:: TASK DESCRIPTION ::
Could you print the data that follows exactly as given?

Items from a data source
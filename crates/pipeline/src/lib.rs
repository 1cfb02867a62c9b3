// Test code patterns (expected in test files):
#![cfg_attr(test, allow(clippy::unwrap_used))]
#![cfg_attr(test, allow(clippy::expect_used))]

//! Paygate payment-event ingestion pipeline.
//!
//! Multiple external payment providers (Stripe plus the Gumroad and Payhip
//! marketplaces) deliver asynchronous, at-least-once, unordered webhooks. This
//! crate verifies their authenticity, deduplicates deliveries through a
//! persistent ledger, normalizes the incompatible payload shapes into one
//! canonical event, and drives the domain side effects (grant or revoke
//! entitlement, send the onboarding email, issue a chat invite) exactly once
//! per real-world event.
//!
//! ## Components
//!
//! - **Signature verification** ([`signature`]): per-provider HMAC schemes
//!   over the raw body bytes, constant-time comparison
//! - **Event ledger** ([`ledger`]): atomic insert-if-absent dedup keyed by
//!   `(provider, event_id)`
//! - **Normalizer** ([`normalize`]): provider payloads -> [`PaymentEvent`]
//! - **Orchestrator** ([`orchestrator`]): side effects with partial-failure
//!   tolerance
//! - **Dispatcher** ([`notify`]): email and Telegram calls, failures captured
//!   as values

pub mod checkout;
pub mod config;
pub mod entitlements;
pub mod error;
pub mod event;
pub mod ledger;
pub mod normalize;
pub mod notify;
pub mod orchestrator;
pub mod signature;


pub use checkout::{CheckoutSession, CheckoutSessions};
pub use config::{EmailConfig, MarketplaceAuthMode, PipelineConfig, TelegramConfig};
pub use entitlements::{EntitlementService, EntitlementStatus};
pub use error::{PipelineError, PipelineResult};
pub use event::{EventKind, PaymentEvent, Provider};
pub use ledger::EventLedger;
pub use normalize::{normalize, GumroadPayload, PayhipPayload, ProviderPayload, StripeEvent};
pub use notify::{DispatchResult, NotificationDispatcher};
pub use orchestrator::{EntitlementOrchestrator, Outcome};

use sqlx::PgPool;

/// The assembled pipeline: ledger, orchestrator, and the read-only
/// entitlement surface, built once at startup from explicit configuration.
pub struct PipelineService {
    pub config: PipelineConfig,
    pub ledger: EventLedger,
    pub entitlements: EntitlementService,
    pub orchestrator: EntitlementOrchestrator,
}

impl PipelineService {
    pub fn new(config: PipelineConfig, pool: PgPool) -> Self {
        let dispatcher =
            NotificationDispatcher::new(config.email.clone(), config.telegram.clone());
        Self {
            ledger: EventLedger::new(pool.clone()),
            entitlements: EntitlementService::new(pool.clone()),
            orchestrator: EntitlementOrchestrator::new(pool, dispatcher),
            config,
        }
    }

    /// Run a verified, parsed payload through normalize -> ledger ->
    /// orchestrate.
    ///
    /// A ledger write failure does not fail the request: the delivery is
    /// processed as if new, trading a small duplicate-processing risk for
    /// webhook availability. Failing the acknowledgment would make the
    /// provider keep retrying and pile up.
    pub async fn ingest(&self, payload: &ProviderPayload) -> PipelineResult<Outcome> {
        let event = normalize(payload, &self.config.default_product_name)?;

        let newly_recorded = match self
            .ledger
            .record_if_new(event.provider, &event.event_id, event.kind.as_str())
            .await
        {
            Ok(inserted) => inserted,
            Err(e) => {
                tracing::error!(
                    provider = %event.provider,
                    event_id = %event.event_id,
                    error = %e,
                    "Ledger write failed, processing without dedup guarantee"
                );
                true
            }
        };

        Ok(self.orchestrator.process(&event, newly_recorded).await)
    }
}
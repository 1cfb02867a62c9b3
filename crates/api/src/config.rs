//! Server configuration.

/// Process-level settings for the API binary. Pipeline-specific settings live
/// in [`paygate_pipeline::PipelineConfig`].
#[derive(Debug, Clone)]
pub struct Config {
    pub bind_address: String,
    pub database_url: String,
    /// Run migrations at startup. Off by default for pooled connections that
    /// cannot hold DDL locks.
    pub run_migrations: bool,
}

impl Config {
    pub fn from_env() -> anyhow::Result<Self> {
        Ok(Self {
            bind_address: std::env::var("BIND_ADDRESS")
                .unwrap_or_else(|_| "0.0.0.0:8080".to_string()),
            database_url: std::env::var("DATABASE_URL")
                .map_err(|_| anyhow::anyhow!("DATABASE_URL not set"))?,
            run_migrations: std::env::var("RUN_MIGRATIONS")
                .map(|v| v == "true" || v == "1")
                .unwrap_or(false),
        })
    }
}
//! Pipeline error taxonomy.
//!
//! Only signature failures and malformed bodies ever surface as non-2xx HTTP
//! responses. Ledger, persistence, and notification failures are degraded to
//! logged diagnostics by the orchestrator, because provider retry storms are
//! worse than a best-effort miss.

use thiserror::Error;

pub type PipelineResult<T> = Result<T, PipelineError>;

#[derive(Debug, Error)]
pub enum PipelineError {
    /// No signature header was supplied for a provider that requires one.
    #[error("missing signature")]
    SignatureMissing,

    /// A signature header was supplied but did not verify against the raw body.
    #[error("bad signature")]
    SignatureInvalid,

    /// A required identifying field was unrecoverably absent after
    /// normalization. Acknowledged with 200 + `skipped` at the HTTP layer;
    /// retrying will not fix a malformed payload.
    #[error("malformed event: {0}")]
    MalformedEvent(String),

    #[error("database error: {0}")]
    Database(String),

    #[error("configuration error: {0}")]
    Config(String),
}

impl From<sqlx::Error> for PipelineError {
    fn from(e: sqlx::Error) -> Self {
        PipelineError::Database(e.to_string())
    }
}
//! Entitlement status endpoint.
//!
//! Read-only surface over the pipeline's written state; used by the
//! storefront's "am I premium?" check.

use axum::extract::{Query, State};
use axum::Json;
use paygate_pipeline::EntitlementStatus;
use serde::Deserialize;

use crate::error::ApiError;
use crate::state::AppState;

#[derive(Debug, Deserialize)]
pub struct StatusQuery {
    pub email: String,
}

pub async fn status(
    State(state): State<AppState>,
    Query(query): Query<StatusQuery>,
) -> Result<Json<EntitlementStatus>, ApiError> {
    let status = state
        .pipeline
        .entitlements
        .lookup(&query.email)
        .await
        .map_err(|e| ApiError::Internal(e.to_string()))?;
    Ok(Json(status))
}
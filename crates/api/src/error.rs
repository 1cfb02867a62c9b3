//! HTTP error mapping.
//!
//! Only three conditions produce a non-2xx response: wrong method (axum's
//! built-in 405), invalid or missing signature, and an unparseable body when
//! the declared content type required parsing. Everything else degrades to a
//! 200 acknowledgment with a diagnostic field so the provider stops retrying.

use axum::http::StatusCode;
use axum::response::{IntoResponse, Response};
use axum::Json;
use paygate_pipeline::PipelineError;
use serde_json::json;
use thiserror::Error;

#[derive(Debug, Error)]
pub enum ApiError {
    #[error("missing signature")]
    MissingSignature,
    #[error("bad signature")]
    BadSignature,
    #[error("invalid body")]
    InvalidBody,
    #[error("internal error")]
    Internal(String),
}

impl From<PipelineError> for ApiError {
    fn from(e: PipelineError) -> Self {
        match e {
            PipelineError::SignatureMissing => ApiError::MissingSignature,
            PipelineError::SignatureInvalid => ApiError::BadSignature,
            other => ApiError::Internal(other.to_string()),
        }
    }
}

impl IntoResponse for ApiError {
    fn into_response(self) -> Response {
        let (status, message) = match &self {
            ApiError::MissingSignature => (StatusCode::BAD_REQUEST, "missing signature"),
            ApiError::BadSignature => (StatusCode::BAD_REQUEST, "bad signature"),
            ApiError::InvalidBody => (StatusCode::BAD_REQUEST, "invalid body"),
            ApiError::Internal(detail) => {
                tracing::error!(error = %detail, "Internal error");
                (StatusCode::INTERNAL_SERVER_ERROR, "internal error")
            }
        };

        (status, Json(json!({ "ok": false, "error": message }))).into_response()
    }
}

:: WRITTEN SOLUTION ::
filename crates/pipeline/src/lib.rs
repository 1cfb02867a62c9b3
// Test code patterns (expected in test files):
#![cfg_attr(test, allow(clippy::unwrap_used))]
#![cfg_attr(test, allow(clippy::expect_used))]

//! Paygate payment-event ingestion pipeline.
//!
//! Multiple external payment providers (Stripe plus the Gumroad and Payhip
//! marketplaces) deliver asynchronous, at-least-once, unordered webhooks. This
//! crate verifies their authenticity, deduplicates deliveries through a
//! persistent ledger, normalizes the incompatible payload shapes into one
//! canonical event, and drives the domain side effects (grant or revoke
//! entitlement, send the onboarding email, issue a chat invite) exactly once
//! per real-world event.
//!
//! ## Components
//!
//! - **Signature verification** ([`signature`]): per-provider HMAC schemes
//!   over the raw body bytes, constant-time comparison
//! - **Event ledger** ([`ledger`]): atomic insert-if-absent dedup keyed by
//!   `(provider, event_id)`
//! - **Normalizer** ([`normalize`]): provider payloads -> [`PaymentEvent`]
//! - **Orchestrator** ([`orchestrator`]): side effects with partial-failure
//!   tolerance
//! - **Dispatcher** ([`notify`]): email and Telegram calls, failures captured
//!   as values

pub mod checkout;
pub mod config;
pub mod entitlements;
pub mod error;
pub mod event;
pub mod ledger;
pub mod normalize;
pub mod notify;
pub mod orchestrator;
pub mod signature;


pub use checkout::{CheckoutSession, CheckoutSessions};
pub use config::{EmailConfig, MarketplaceAuthMode, PipelineConfig, TelegramConfig};
pub use entitlements::{EntitlementService, EntitlementStatus};
pub use error::{PipelineError, PipelineResult};
pub use event::{EventKind, PaymentEvent, Provider};
pub use ledger::EventLedger;
pub use normalize::{normalize, GumroadPayload, PayhipPayload, ProviderPayload, StripeEvent};
pub use notify::{DispatchResult, NotificationDispatcher};
pub use orchestrator::{EntitlementOrchestrator, Outcome};

use sqlx::PgPool;

/// The assembled pipeline: ledger, orchestrator, and the read-only
/// entitlement surface, built once at startup from explicit configuration.
pub struct PipelineService {
    pub config: PipelineConfig,
    pub ledger: EventLedger,
    pub entitlements: EntitlementService,
    pub orchestrator: EntitlementOrchestrator,
}

impl PipelineService {
    pub fn new(config: PipelineConfig, pool: PgPool) -> Self {
        let dispatcher =
            NotificationDispatcher::new(config.email.clone(), config.telegram.clone());
        Self {
            ledger: EventLedger::new(pool.clone()),
            entitlements: EntitlementService::new(pool.clone()),
            orchestrator: EntitlementOrchestrator::new(pool, dispatcher),
            config,
        }
    }

    /// Run a verified, parsed payload through normalize -> ledger ->
    /// orchestrate.
    ///
    /// A ledger write failure does not fail the request: the delivery is
    /// processed as if new, trading a small duplicate-processing risk for
    /// webhook availability. Failing the acknowledgment would make the
    /// provider keep retrying and pile up.
    pub async fn ingest(&self, payload: &ProviderPayload) -> PipelineResult<Outcome> {
        let event = normalize(payload, &self.config.default_product_name)?;

        let newly_recorded = match self
            .ledger
            .record_if_new(event.provider, &event.event_id, event.kind.as_str())
            .await
        {
            Ok(inserted) => inserted,
            Err(e) => {
                tracing::error!(
                    provider = %event.provider,
                    event_id = %event.event_id,
                    error = %e,
                    "Ledger write failed, processing without dedup guarantee"
                );
                true
            }
        };

        Ok(self.orchestrator.process(&event, newly_recorded).await)
    }
}
repository 1cfb02867a62c9b3
filename crates/api/src/config.rs
//! Server configuration.

/// Process-level settings for the API binary. Pipeline-specific settings live
/// in [`paygate_pipeline::PipelineConfig`].
#[derive(Debug, Clone)]
pub struct Config {
    pub bind_address: String,
    pub database_url: String,
    /// Run migrations at startup. Off by default for pooled connections that
    /// cannot hold DDL locks.
    pub run_migrations: bool,
}

impl Config {
    pub fn from_env() -> anyhow::Result<Self> {
        Ok(Self {
            bind_address: std::env::var("BIND_ADDRESS")
                .unwrap_or_else(|_| "0.0.0.0:8080".to_string()),
            database_url: std::env::var("DATABASE_URL")
                .map_err(|_| anyhow::anyhow!("DATABASE_URL not set"))?,
            run_migrations: std::env::var("RUN_MIGRATIONS")
                .map(|v| v == "true" || v == "1")
                .unwrap_or(false),
        })
    }
}
//! Pipeline error taxonomy.
//!
//! Only signature failures and malformed bodies ever surface as non-2xx HTTP
//! responses. Ledger, persistence, and notification failures are degraded to
//! logged diagnostics by the orchestrator, because provider retry storms are
//! worse than a best-effort miss.

use thiserror::Error;

pub type PipelineResult<T> = Result<T, PipelineError>;

#[derive(Debug, Error)]
pub enum PipelineError {
    /// No signature header was supplied for a provider that requires one.
    #[error("missing signature")]
    SignatureMissing,

    /// A signature header was supplied but did not verify against the raw body.
    #[error("bad signature")]
    SignatureInvalid,

    /// A required identifying field was unrecoverably absent after
    /// normalization. Acknowledged with 200 + `skipped` at the HTTP layer;
    /// retrying will not fix a malformed payload.
    #[error("malformed event: {0}")]
    MalformedEvent(String),

    #[error("database error: {0}")]
    Database(String),

    #[error("configuration error: {0}")]
    Config(String),
}

impl From<sqlx::Error> for PipelineError {
    fn from(e: sqlx::Error) -> Self {
        PipelineError::Database(e.to_string())
    }
}
//! Entitlement status endpoint.
//!
//! Read-only surface over the pipeline's written state; used by the
//! storefront's "am I premium?" check.

use axum::extract::{Query, State};
use axum::Json;
use paygate_pipeline::EntitlementStatus;
use serde::Deserialize;

use crate::error::ApiError;
use crate::state::AppState;

#[derive(Debug, Deserialize)]
pub struct StatusQuery {
    pub email: String,
}

pub async fn status(
    State(state): State<AppState>,
    Query(query): Query<StatusQuery>,
) -> Result<Json<EntitlementStatus>, ApiError> {
    let status = state
        .pipeline
        .entitlements
        .lookup(&query.email)
        .await
        .map_err(|e| ApiError::Internal(e.to_string()))?;
    Ok(Json(status))
}
filename crates/api/src/error.rs
repository 1cfb02867a62c9b3
//! HTTP error mapping.
//!
//! Only three conditions produce a non-2xx response: wrong method (axum's
//! built-in 405), invalid or missing signature, and an unparseable body when
//! the declared content type required parsing. Everything else degrades to a
//! 200 acknowledgment with a diagnostic field so the provider stops retrying.

use axum::http::StatusCode;
use axum::response::{IntoResponse, Response};
use axum::Json;
use paygate_pipeline::PipelineError;
use serde_json::json;
use thiserror::Error;

#[derive(Debug, Error)]
pub enum ApiError {
    #[error("missing signature")]
    MissingSignature,
    #[error("bad signature")]
    BadSignature,
    #[error("invalid body")]
    InvalidBody,
    #[error("internal error")]
    Internal(String),
}

impl From<PipelineError> for ApiError {
    fn from(e: PipelineError) -> Self {
        match e {
            PipelineError::SignatureMissing => ApiError::MissingSignature,
            PipelineError::SignatureInvalid => ApiError::BadSignature,
            other => ApiError::Internal(other.to_string()),
        }
    }
}

impl IntoResponse for ApiError {
    fn into_response(self) -> Response {
        let (status, message) = match &self {
            ApiError::MissingSignature => (StatusCode::BAD_REQUEST, "missing signature"),
            ApiError::BadSignature => (StatusCode::BAD_REQUEST, "bad signature"),
            ApiError::InvalidBody => (StatusCode::BAD_REQUEST, "invalid body"),
            ApiError::Internal(detail) => {
                tracing::error!(error = %detail, "Internal error");
                (StatusCode::INTERNAL_SERVER_ERROR, "internal error")
            }
        };

        (status, Json(json!({ "ok": false, "error": message }))).into_response()
    }
}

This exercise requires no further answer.